■ **DATA FOR REVIEW**
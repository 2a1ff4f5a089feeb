//! Markdown and JSON report generation.
//!
//! This module renders the computed dashboard views as Markdown tables,
//! or serializes the whole report as JSON.

use crate::analysis::aggregator::MeanStd;
use crate::analysis::filters::FilterSet;
use crate::analysis::{CompanyView, CouriersView, RestaurantsView};
use crate::cleaning::NormalizeStats;
use crate::models::{dmy_date, Report, ReportMetadata};
use anyhow::Result;

/// Generate a complete Markdown report.
pub fn generate_markdown_report(report: &Report) -> String {
    let mut output = String::new();

    // Title
    output.push_str("# Delivery Dashboard Report\n\n");

    output.push_str(&generate_metadata_section(&report.metadata));

    if let Some(ref stats) = report.cleaning {
        output.push_str(&generate_cleaning_section(stats));
    }

    if let Some(ref company) = report.views.company {
        output.push_str(&generate_company_section(company));
    }
    if let Some(ref couriers) = report.views.couriers {
        output.push_str(&generate_couriers_section(couriers));
    }
    if let Some(ref restaurants) = report.views.restaurants {
        output.push_str(&generate_restaurants_section(restaurants));
    }

    // Footer
    output.push_str(&generate_footer());

    output
}

/// Generate the metadata section.
fn generate_metadata_section(metadata: &ReportMetadata) -> String {
    let mut section = String::new();

    section.push_str("## Metadata\n\n");
    section.push_str(&format!("- **Dataset:** `{}`\n", metadata.dataset));
    section.push_str(&format!(
        "- **Generated:** {}\n",
        metadata.generated_at.format("%Y-%m-%d %H:%M:%S UTC")
    ));
    section.push_str(&format!("- **Rows Read:** {}\n", metadata.rows_read));
    section.push_str(&format!("- **Rows Cleaned:** {}\n", metadata.rows_cleaned));
    section.push_str(&generate_filters_lines(&metadata.filters));
    section.push_str(&format!(
        "- **Duration:** {:.1}s\n",
        metadata.duration_seconds
    ));
    section.push('\n');

    section
}

fn generate_filters_lines(filters: &FilterSet) -> String {
    let mut lines = String::new();

    let until = match filters.until {
        Some(date) => format!("before {}", date.format(dmy_date::FORMAT)),
        None => "none".to_string(),
    };
    lines.push_str(&format!("- **Date Cutoff:** {}\n", until));
    lines.push_str(&format!("- **Traffic:** {}\n", filters.traffic.join(", ")));
    lines.push_str(&format!("- **Weather:** {}\n", filters.weather.join(", ")));

    lines
}

/// Generate the cleaning statistics section.
fn generate_cleaning_section(stats: &NormalizeStats) -> String {
    let mut section = String::new();

    section.push_str("## Cleaning\n\n");
    section.push_str(&format!(
        "{} of {} rows kept, {} dropped.\n\n",
        stats.rows_kept,
        stats.rows_read,
        stats.rows_dropped()
    ));

    if !stats.dropped.is_empty() {
        section.push_str("| Drop Reason | Rows |\n");
        section.push_str("|:---|---:|\n");
        for (reason, count) in &stats.dropped {
            section.push_str(&format!("| {} | {} |\n", reason, count));
        }
        section.push('\n');
    }

    section
}

/// Generate the company view section.
fn generate_company_section(view: &CompanyView) -> String {
    let mut section = String::new();

    section.push_str("## Company\n\n");

    section.push_str("### Orders by Day\n\n");
    section.push_str("| Date | Orders |\n|:---|---:|\n");
    for day in &view.orders_by_day {
        section.push_str(&format!(
            "| {} | {} |\n",
            day.date.format(dmy_date::FORMAT),
            day.orders
        ));
    }
    section.push('\n');

    section.push_str("### Traffic Order Share\n\n");
    section.push_str("| Traffic | Orders | Share |\n|:---|---:|---:|\n");
    for share in &view.traffic_share {
        section.push_str(&format!(
            "| {} | {} | {:.2}% |\n",
            share.traffic,
            share.orders,
            share.share * 100.0
        ));
    }
    section.push('\n');

    section.push_str("### Traffic Order by City\n\n");
    section.push_str("| City | Traffic | Orders |\n|:---|:---|---:|\n");
    for row in &view.orders_by_city_traffic {
        section.push_str(&format!(
            "| {} | {} | {} |\n",
            row.city, row.traffic, row.orders
        ));
    }
    section.push('\n');

    section.push_str("### Orders by Week\n\n");
    section.push_str("| Week | Orders |\n|:---|---:|\n");
    for week in &view.orders_by_week {
        section.push_str(&format!("| {} | {} |\n", week.week, week.orders));
    }
    section.push('\n');

    section.push_str("### Orders per Courier by Week\n\n");
    section.push_str("| Week | Orders | Couriers | Orders per Courier |\n");
    section.push_str("|:---|---:|---:|---:|\n");
    for week in &view.orders_per_courier_by_week {
        section.push_str(&format!(
            "| {} | {} | {} | {:.2} |\n",
            week.week, week.orders, week.couriers, week.orders_per_courier
        ));
    }
    section.push('\n');

    section.push_str("### Central Locations\n\n");
    section.push_str("| City | Traffic | Latitude | Longitude |\n");
    section.push_str("|:---|:---|---:|---:|\n");
    for location in &view.central_locations {
        section.push_str(&format!(
            "| {} | {} | {:.6} | {:.6} |\n",
            location.city, location.traffic, location.latitude, location.longitude
        ));
    }
    section.push('\n');

    section
}

/// Generate the couriers view section.
fn generate_couriers_section(view: &CouriersView) -> String {
    let mut section = String::new();

    section.push_str("## Couriers\n\n");

    let overall = &view.overall;
    section.push_str(&format!(
        "- **Oldest Courier:** {}\n",
        fmt_opt(overall.oldest_age)
    ));
    section.push_str(&format!(
        "- **Youngest Courier:** {}\n",
        fmt_opt(overall.youngest_age)
    ));
    section.push_str(&format!(
        "- **Best Vehicle Condition:** {}\n",
        fmt_opt(overall.best_vehicle_condition)
    ));
    section.push_str(&format!(
        "- **Worst Vehicle Condition:** {}\n\n",
        fmt_opt(overall.worst_vehicle_condition)
    ));

    section.push_str("### Mean Rating by Courier\n\n");
    section.push_str("| Courier | Rating |\n|:---|---:|\n");
    for rating in &view.ratings_by_courier {
        section.push_str(&format!(
            "| {} | {:.2} |\n",
            rating.courier_id, rating.mean_rating
        ));
    }
    section.push('\n');

    section.push_str("### Rating by Traffic\n\n");
    section.push_str(&mean_std_table(
        "Traffic",
        view.ratings_by_traffic
            .iter()
            .map(|r| (r.group.as_str(), r.rating)),
    ));

    section.push_str("### Rating by Weather\n\n");
    section.push_str(&mean_std_table(
        "Weather",
        view.ratings_by_weather
            .iter()
            .map(|r| (r.group.as_str(), r.rating)),
    ));

    for (title, rows) in [
        ("Fastest Couriers", &view.fastest),
        ("Slowest Couriers", &view.slowest),
    ] {
        section.push_str(&format!("### {}\n\n", title));
        section.push_str("| City | Courier | Minutes |\n|:---|:---|---:|\n");
        for speed in rows {
            section.push_str(&format!(
                "| {} | {} | {} |\n",
                speed.city, speed.courier_id, speed.time_taken
            ));
        }
        section.push('\n');
    }

    section
}

/// Generate the restaurants view section.
fn generate_restaurants_section(view: &RestaurantsView) -> String {
    let mut section = String::new();

    section.push_str("## Restaurants\n\n");
    section.push_str(&format!(
        "- **Distinct Couriers:** {}\n",
        view.distinct_couriers
    ));
    section.push_str(&format!(
        "- **Average Distance:** {}\n",
        view.avg_distance_km
            .map(|d| format!("{:.2} km", d))
            .unwrap_or_else(|| "n/a".to_string())
    ));
    section.push_str(&format!(
        "- **Festival Delivery Time:** {}\n",
        fmt_mean_std(view.festival_times.festival)
    ));
    section.push_str(&format!(
        "- **Regular Delivery Time:** {}\n\n",
        fmt_mean_std(view.festival_times.regular)
    ));

    section.push_str("### Delivery Time by City\n\n");
    section.push_str(&mean_std_table(
        "City",
        view.time_by_city.iter().map(|r| (r.city.as_str(), r.time)),
    ));

    section.push_str("### Delivery Time by City and Order Type\n\n");
    let labels: Vec<String> = view
        .time_by_city_order_type
        .iter()
        .map(|r| format!("{} / {}", r.city, r.order_type))
        .collect();
    section.push_str(&mean_std_table(
        "City / Order Type",
        labels
            .iter()
            .zip(&view.time_by_city_order_type)
            .map(|(label, r)| (label.as_str(), r.time)),
    ));

    section.push_str("### Delivery Time by City and Traffic\n\n");
    let labels: Vec<String> = view
        .time_by_city_traffic
        .iter()
        .map(|r| format!("{} / {}", r.city, r.traffic))
        .collect();
    section.push_str(&mean_std_table(
        "City / Traffic",
        labels
            .iter()
            .zip(&view.time_by_city_traffic)
            .map(|(label, r)| (label.as_str(), r.time)),
    ));

    section.push_str("### Average Distance by City\n\n");
    section.push_str("| City | Distance (km) |\n|:---|---:|\n");
    for row in &view.distance_by_city {
        section.push_str(&format!("| {} | {:.2} |\n", row.city, row.avg_distance_km));
    }
    section.push('\n');

    section
}

fn mean_std_table<'a, I>(label: &str, rows: I) -> String
where
    I: IntoIterator<Item = (&'a str, MeanStd)>,
{
    let mut table = String::new();

    table.push_str(&format!("| {} | Mean | Std |\n", label));
    table.push_str("|:---|---:|---:|\n");
    for (group, stats) in rows {
        table.push_str(&format!(
            "| {} | {:.2} | {} |\n",
            group,
            stats.mean,
            stats
                .std
                .map(|s| format!("{:.2}", s))
                .unwrap_or_else(|| "n/a".to_string())
        ));
    }
    table.push('\n');

    table
}

fn fmt_opt(value: Option<i32>) -> String {
    value
        .map(|v| v.to_string())
        .unwrap_or_else(|| "n/a".to_string())
}

fn fmt_mean_std(stats: Option<MeanStd>) -> String {
    match stats {
        Some(MeanStd { mean, std: Some(std) }) => format!("{:.2} ± {:.2} min", mean, std),
        Some(MeanStd { mean, std: None }) => format!("{:.2} min", mean),
        None => "n/a".to_string(),
    }
}

/// Generate the report footer.
fn generate_footer() -> String {
    let mut footer = String::new();

    footer.push_str("---\n\n");
    footer.push_str(&format!(
        "*Report generated by deliverydash v{}*\n",
        env!("CARGO_PKG_VERSION")
    ));

    footer
}

/// Generate a JSON report.
pub fn generate_json_report(report: &Report) -> Result<String> {
    serde_json::to_string_pretty(report).map_err(Into::into)
}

■ **ACTION ITEM**
The required output is the stretch of entries above from the line containing "let mut lines = String::new();" through the line containing "fn generate_cleaning_section(stats: &NormalizeStats)", reproduced exactly.

■ **YOUR SOLUTION**
    let mut lines = String::new();

    let until = match filters.until {
        Some(date) => format!("before {}", date.format(dmy_date::FORMAT)),
        None => "none".to_string(),
    };
    lines.push_str(&format!("- **Date Cutoff:** {}\n", until));
    lines.push_str(&format!("- **Traffic:** {}\n", filters.traffic.join(", ")));
    lines.push_str(&format!("- **Weather:** {}\n", filters.weather.join(", ")));

    lines
}

/// Generate the cleaning statistics section.
fn generate_cleaning_section(stats: &NormalizeStats) -> String {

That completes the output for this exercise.